Each week this column will highlight one winner of the Academy Award for Best Picture, progressing chronologically until all winners have been discussed. There will be a brief discussion of the film itself followed by a mention of what we wish won from the nominees in the given year (though in many cases there were films that were superior in terms of quality and/or impact that were not nominated). This week’s entry is How Green Was My Valley (1941).
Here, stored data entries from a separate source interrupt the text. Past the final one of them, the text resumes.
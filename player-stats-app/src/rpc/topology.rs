use crate::ports::broker::ExchangeKind;

pub const RESPONSE_EXCHANGE_NAME: &str = "open-matchmaking.responses.direct";

pub const CONTENT_TYPE: &str = "application/json";

/// Deliveries a worker may hold unacknowledged.
pub const PREFETCH_COUNT: u16 = 1;

/// Where one operation's requests arrive and where its replies go.
#[derive(Clone, Debug, PartialEq, Eq)]
pub struct QueueTopology {
    pub queue_name: &'static str,
    pub request_exchange_name: &'static str,
    /// Set when the worker declares the request exchange itself.
    pub declare_exchange: Option<ExchangeKind>,
    pub response_exchange_name: &'static str,
}

impl QueueTopology {
    pub const INIT: QueueTopology = QueueTopology {
        queue_name: "player-stats.statistic.init",
        request_exchange_name: "open-matchmaking.player-stats.statistic.init.direct",
        declare_exchange: None,
        response_exchange_name: RESPONSE_EXCHANGE_NAME,
    };

    pub const RETRIEVE: QueueTopology = QueueTopology {
        queue_name: "player-stats.statistic.retrieve",
        request_exchange_name: "open-matchmaking.player-stats.statistic.retrieve",
        declare_exchange: Some(ExchangeKind::Fanout),
        response_exchange_name: RESPONSE_EXCHANGE_NAME,
    };

    pub const UPDATE: QueueTopology = QueueTopology {
        queue_name: "player-stats.statistic.update",
        request_exchange_name: "open-matchmaking.player-stats.statistic.update.direct",
        declare_exchange: None,
        response_exchange_name: RESPONSE_EXCHANGE_NAME,
    };

    /// Requests are bound with the queue name as routing key.
    pub fn routing_key(&self) -> &'static str {
        self.queue_name
    }
}
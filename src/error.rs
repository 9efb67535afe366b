use serde_derive::{Deserialize, Serialize};
use thiserror::Error;

#[derive(Serialize, Deserialize, Debug, Clone, Copy, PartialEq, Eq)]
#[serde(rename_all = "snake_case")]
pub enum TemplateFailure {
    RegionTooSmall,
    BoundaryClipped,
    NotEnoughSamples,
    FlatTemplate,
}

impl TemplateFailure {
    pub fn as_str(&self) -> &'static str {
        match self {
            TemplateFailure::RegionTooSmall => "region too small",
            TemplateFailure::BoundaryClipped => "region clipped by frame boundary",
            TemplateFailure::NotEnoughSamples => "not enough pixel samples",
            TemplateFailure::FlatTemplate => "template has no texture",
        }
    }
}

#[derive(Debug, Error)]
pub enum Error {
    #[error("insufficient data: {found} points, {required} required")]
    InsufficientData { found: usize, required: usize },

    #[error("template unavailable: {}", .0.as_str())]
    TemplateUnavailable(TemplateFailure),

    #[error("search region is empty")]
    InvalidRegion,

    #[error("invalid input: {0}")]
    InvalidInput(String),

    #[error("config error: {0}")]
    Config(#[from] serde_json::Error),
}
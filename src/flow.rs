use crate::math;

use image::GrayImage;
use nalgebra as na;
use ndarray::prelude::*;
use serde_derive::{Deserialize, Serialize};
use tracing::debug;

#[derive(Serialize, Deserialize, Debug, Clone)]
#[serde(default)]
pub struct FlowConfig {
    pub max_features: usize,
    pub quality_level: f32,
    pub min_distance: f32,
    pub window: usize,
    pub pyramid_levels: usize,
    pub max_iterations: usize,
    pub epsilon: f32,
    pub min_tracked: usize,
}

impl Default for FlowConfig {
    fn default() -> Self {
        Self {
            max_features: 20,
            quality_level: 0.05,
            min_distance: 2.0,
            window: 3,
            pyramid_levels: 3,
            max_iterations: 20,
            epsilon: 0.01,
            min_tracked: 2,
        }
    }
}

#[derive(Serialize, Deserialize, Debug, Clone, Copy, PartialEq)]
pub struct MotionEstimate {
    pub x: f32,
    pub y: f32,
    pub dx: f32,
    pub dy: f32,
    pub consistency: f32,
    pub tracked: usize,
}

struct Pyramid {
    levels: Vec<Array2<f32>>,
}

impl Pyramid {
    fn build(img: &GrayImage, num_levels: usize) -> Self {
        let (w, h) = img.dimensions();
        let base = Array2::from_shape_fn((h as usize, w as usize), |(y, x)| {
            img.get_pixel(x as u32, y as u32).0[0] as f32
        });

        let mut levels = vec![base];

        while levels.len() < num_levels.max(1) {
            let prev = &levels[levels.len() - 1];
            let (ph, pw) = prev.dim();

            if ph < 16 || pw < 16 {
                break;
            }

            let (nh, nw) = (ph / 2, pw / 2);
            let next = Array2::from_shape_fn((nh, nw), |(y, x)| {
                let (sy, sx) = (y * 2, x * 2);
                0.25 * (prev[[sy, sx]]
                    + prev[[sy, sx + 1]]
                    + prev[[sy + 1, sx]]
                    + prev[[sy + 1, sx + 1]])
            });

            levels.push(next);
        }

        Self { levels }
    }
}

fn sample(img: &Array2<f32>, x: f32, y: f32) -> f32 {
    let (h, w) = img.dim();
    let x = x.clamp(0.0, (w - 1) as f32);
    let y = y.clamp(0.0, (h - 1) as f32);

    let x0 = x.floor() as usize;
    let y0 = y.floor() as usize;
    let x1 = (x0 + 1).min(w - 1);
    let y1 = (y0 + 1).min(h - 1);

    let fx = x - x0 as f32;
    let fy = y - y0 as f32;

    let top = img[[y0, x0]] * (1.0 - fx) + img[[y0, x1]] * fx;
    let bottom = img[[y1, x0]] * (1.0 - fx) + img[[y1, x1]] * fx;

    top * (1.0 - fy) + bottom * fy
}

pub struct OpticalFlowTracker {
    config: FlowConfig,
    prev: Option<Pyramid>,
    points: Vec<na::Point2<f32>>,
    center: na::Point2<f32>,
    radius: f32,
}

impl OpticalFlowTracker {
    pub fn new(config: FlowConfig) -> Self {
        Self {
            config,
            prev: None,
            points: Vec::new(),
            center: na::Point2::origin(),
            radius: 0.0,
        }
    }

    #[inline]
    pub fn is_active(&self) -> bool {
        self.prev.is_some() && !self.points.is_empty()
    }

    pub fn num_points(&self) -> usize {
        self.points.len()
    }

    pub fn reset(&mut self) {
        self.prev = None;
        self.points.clear();
        self.center = na::Point2::origin();
        self.radius = 0.0;
    }

    pub fn initialize(&mut self, frame: &GrayImage, center: na::Point2<f32>, radius: f32) -> bool {
        self.reset();

        let pyramid = Pyramid::build(frame, self.config.pyramid_levels);
        let points = self.seed_features(&pyramid.levels[0], center, radius);

        if points.is_empty() {
            debug!(x = center.x, y = center.y, "no trackable features around ball");
            return false;
        }

        self.points = points;
        self.prev = Some(pyramid);
        self.center = center;
        self.radius = radius;

        true
    }

    fn seed_features(
        &self,
        img: &Array2<f32>,
        center: na::Point2<f32>,
        radius: f32,
    ) -> Vec<na::Point2<f32>> {
        let (h, w) = img.dim();
        let half = self.config.window as isize;
        let reach = (radius * 1.5).max(2.0);

        let lo_x = ((center.x - reach).floor() as isize).max(half + 1);
        let hi_x = ((center.x + reach).ceil() as isize).min(w as isize - half - 2);
        let lo_y = ((center.y - reach).floor() as isize).max(half + 1);
        let hi_y = ((center.y + reach).ceil() as isize).min(h as isize - half - 2);

        let mut responses = Vec::new();

        for cy in lo_y..=hi_y {
            for cx in lo_x..=hi_x {
                let (mut gxx, mut gxy, mut gyy) = (0.0f32, 0.0f32, 0.0f32);

                for py in cy - half..=cy + half {
                    for px in cx - half..=cx + half {
                        let (ux, uy) = (px as usize, py as usize);
                        let gx = 0.5 * (img[[uy, ux + 1]] - img[[uy, ux - 1]]);
                        let gy = 0.5 * (img[[uy + 1, ux]] - img[[uy - 1, ux]]);

                        gxx += gx * gx;
                        gxy += gx * gy;
                        gyy += gy * gy;
                    }
                }

                let tr = gxx + gyy;
                let det = gxx * gyy - gxy * gxy;
                let min_eig = 0.5 * (tr - (tr * tr - 4.0 * det).max(0.0).sqrt());

                if min_eig > 1e-3 {
                    responses.push((na::Point2::new(cx as f32, cy as f32), min_eig));
                }
            }
        }

        let best = responses.iter().map(|r| r.1).fold(0.0f32, f32::max);
        if best <= 0.0 {
            return Vec::new();
        }

        responses.retain(|r| r.1 >= best * self.config.quality_level);
        responses.sort_unstable_by(|a, b| b.1.total_cmp(&a.1));

        let min_d2 = self.config.min_distance * self.config.min_distance;
        let mut out: Vec<na::Point2<f32>> = Vec::with_capacity(self.config.max_features);

        for (p, _) in responses {
            if out.len() >= self.config.max_features {
                break;
            }

            if out.iter().all(|q| na::distance_squared(q, &p) >= min_d2) {
                out.push(p);
            }
        }

        out
    }

    /// Propagates features into `next` and returns the ball's new position.
    /// `None` once too few features survive; the tracker is then reset.
    pub fn track(&mut self, next: &GrayImage) -> Option<MotionEstimate> {
        let prev = self.prev.take()?;
        let curr = Pyramid::build(next, self.config.pyramid_levels);

        if prev.levels[0].dim() != curr.levels[0].dim() {
            self.reset();
            return None;
        }

        let num_levels = prev.levels.len().min(curr.levels.len());
        let (h, w) = curr.levels[0].dim();

        let mut moved = Vec::with_capacity(self.points.len());
        let mut dxs = Vec::with_capacity(self.points.len());
        let mut dys = Vec::with_capacity(self.points.len());

        for p in &self.points {
            if let Some((dx, dy)) = self.track_point(&prev, &curr, *p, num_levels) {
                let q = na::Point2::new(p.x + dx, p.y + dy);

                if q.x >= 0.0 && q.y >= 0.0 && q.x < w as f32 && q.y < h as f32 {
                    moved.push(q);
                    dxs.push(dx);
                    dys.push(dy);
                }
            }
        }

        if moved.len() < self.config.min_tracked.max(1) {
            debug!(tracked = moved.len(), "optical flow lost the ball");
            self.reset();
            return None;
        }

        let tracked = moved.len();
        let mdx = math::median(&mut dxs.clone())?;
        let mdy = math::median(&mut dys.clone())?;

        let mut spread: Vec<f32> = dxs
            .iter()
            .zip(dys.iter())
            .map(|(dx, dy)| ((dx - mdx).powi(2) + (dy - mdy).powi(2)).sqrt())
            .collect();
        let mad = math::median(&mut spread).unwrap_or(0.0);

        let consistency = math::gauss(mad, (self.radius * 0.5).max(1.0));

        self.center = na::Point2::new(self.center.x + mdx, self.center.y + mdy);
        self.points = moved;
        self.prev = Some(curr);

        Some(MotionEstimate {
            x: self.center.x,
            y: self.center.y,
            dx: mdx,
            dy: mdy,
            consistency,
            tracked,
        })
    }

    fn track_point(
        &self,
        prev: &Pyramid,
        curr: &Pyramid,
        p: na::Point2<f32>,
        num_levels: usize,
    ) -> Option<(f32, f32)> {
        let mut dx = 0.0f32;
        let mut dy = 0.0f32;

        for level in (0..num_levels).rev() {
            let scale = 1.0 / (1u32 << level) as f32;
            let (fx, fy) = (p.x * scale, p.y * scale);

            let (ndx, ndy) = self.lk_level(&prev.levels[level], &curr.levels[level], fx, fy, dx, dy)?;
            dx = ndx;
            dy = ndy;

            if level > 0 {
                dx *= 2.0;
                dy *= 2.0;
            }
        }

        Some((dx, dy))
    }

    fn lk_level(
        &self,
        prev: &Array2<f32>,
        curr: &Array2<f32>,
        fx: f32,
        fy: f32,
        mut dx: f32,
        mut dy: f32,
    ) -> Option<(f32, f32)> {
        let half = self.config.window as isize;

        for _ in 0..self.config.max_iterations {
            let (mut h00, mut h01, mut h11) = (0.0f32, 0.0f32, 0.0f32);
            let (mut b0, mut b1) = (0.0f32, 0.0f32);

            for py in -half..=half {
                for px in -half..=half {
                    let (ox, oy) = (px as f32, py as f32);

                    let t = sample(prev, fx + ox, fy + oy);
                    let (wx, wy) = (fx + dx + ox, fy + dy + oy);
                    let e = t - sample(curr, wx, wy);

                    let gx = 0.5 * (sample(curr, wx + 1.0, wy) - sample(curr, wx - 1.0, wy));
                    let gy = 0.5 * (sample(curr, wx, wy + 1.0) - sample(curr, wx, wy - 1.0));

                    h00 += gx * gx;
                    h01 += gx * gy;
                    h11 += gy * gy;
                    b0 += gx * e;
                    b1 += gy * e;
                }
            }

            let det = h00 * h11 - h01 * h01;
            if det.abs() < 1e-6 {
                return None;
            }

            let inv = 1.0 / det;
            let ddx = inv * (h11 * b0 - h01 * b1);
            let ddy = inv * (h00 * b1 - h01 * b0);

            dx += ddx;
            dy += ddy;

            if ddx * ddx + ddy * ddy < self.config.epsilon * self.config.epsilon {
                break;
            }
        }

        Some((dx, dy))
    }
}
Though generally best known as the film that beat Citizen Kane for Best Picture, How Green Was My Valley is quite a solid film on its own merits. Though maybe a story about miners doesn’t pack the same punch for many today as it did upon its release, the human drama in a working class community is universal and continues to be moving. John Ford directed nearly 150 films and won Best Director four times, the most of any director, but this is the only one of his films to win Best Picture and it does stand above most of his generally great work with superb cinematography and design work reinforcing his strong direction. Had it come out in a year that didn’t also have the film often touted as the greatest of all time, How Green Was My Valley would almost certainly have the respect of many more as one of the great epics and one of the best depictions of the struggles of the working classes, but unfortunately, it is often relegated to a footnote in the history of a more highly regarded film.
The Real Best Picture:
How Green Was My Valley is an excellent film and it is a great sadness that it will always be perceived as the film that stood in Citizen Kane’s way. It is also a great sadness that The Maltese Falcon, one of my very favorite films, always gets left out of this discourse entirely despite being up for the same award. That being said, the award absolutely should have gone to Citizen Kane. It’s rare that a film is on that level so of course the Academy didn’t reward it. Yet sixty years on, I still hold out hope that they’ll surprise me and choose the best one every year when the ceremony comes on.